[Collected data]
+++++
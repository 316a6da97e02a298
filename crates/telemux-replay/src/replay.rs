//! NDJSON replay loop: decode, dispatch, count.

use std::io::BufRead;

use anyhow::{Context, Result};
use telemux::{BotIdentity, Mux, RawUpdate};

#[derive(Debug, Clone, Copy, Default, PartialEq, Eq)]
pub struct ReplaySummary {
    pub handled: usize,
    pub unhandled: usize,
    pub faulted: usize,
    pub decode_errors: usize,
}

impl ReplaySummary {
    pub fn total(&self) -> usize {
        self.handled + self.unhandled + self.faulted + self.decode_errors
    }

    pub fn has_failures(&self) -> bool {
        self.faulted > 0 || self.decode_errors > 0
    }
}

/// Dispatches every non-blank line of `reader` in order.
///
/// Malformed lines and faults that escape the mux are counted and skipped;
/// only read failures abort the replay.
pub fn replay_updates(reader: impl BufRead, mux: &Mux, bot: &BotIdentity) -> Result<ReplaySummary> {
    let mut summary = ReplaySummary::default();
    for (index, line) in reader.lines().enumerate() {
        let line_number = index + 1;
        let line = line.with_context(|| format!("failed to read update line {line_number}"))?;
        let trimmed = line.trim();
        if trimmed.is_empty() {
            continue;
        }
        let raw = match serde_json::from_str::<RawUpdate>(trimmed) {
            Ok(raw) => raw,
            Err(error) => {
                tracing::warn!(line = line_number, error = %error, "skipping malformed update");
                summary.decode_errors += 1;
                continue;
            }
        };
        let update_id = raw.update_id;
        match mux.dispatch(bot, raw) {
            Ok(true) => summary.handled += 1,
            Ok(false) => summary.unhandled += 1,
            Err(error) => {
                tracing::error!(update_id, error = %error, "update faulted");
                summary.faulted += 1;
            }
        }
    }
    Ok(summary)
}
+++++
Only the lines from the one containing "for (index, line)" through the last line of the entries above should be copied, exactly as written.

TASK SOLUTION:
    for (index, line) in reader.lines().enumerate() {
        let line_number = index + 1;
        let line = line.with_context(|| format!("failed to read update line {line_number}"))?;
        let trimmed = line.trim();
        if trimmed.is_empty() {
            continue;
        }
        let raw = match serde_json::from_str::<RawUpdate>(trimmed) {
            Ok(raw) => raw,
            Err(error) => {
                tracing::warn!(line = line_number, error = %error, "skipping malformed update");
                summary.decode_errors += 1;
                continue;
            }
        };
        let update_id = raw.update_id;
        match mux.dispatch(bot, raw) {
            Ok(true) => summary.handled += 1,
            Ok(false) => summary.unhandled += 1,
            Err(error) => {
                tracing::error!(update_id, error = %error, "update faulted");
                summary.faulted += 1;
            }
        }
    }
    Ok(summary)
}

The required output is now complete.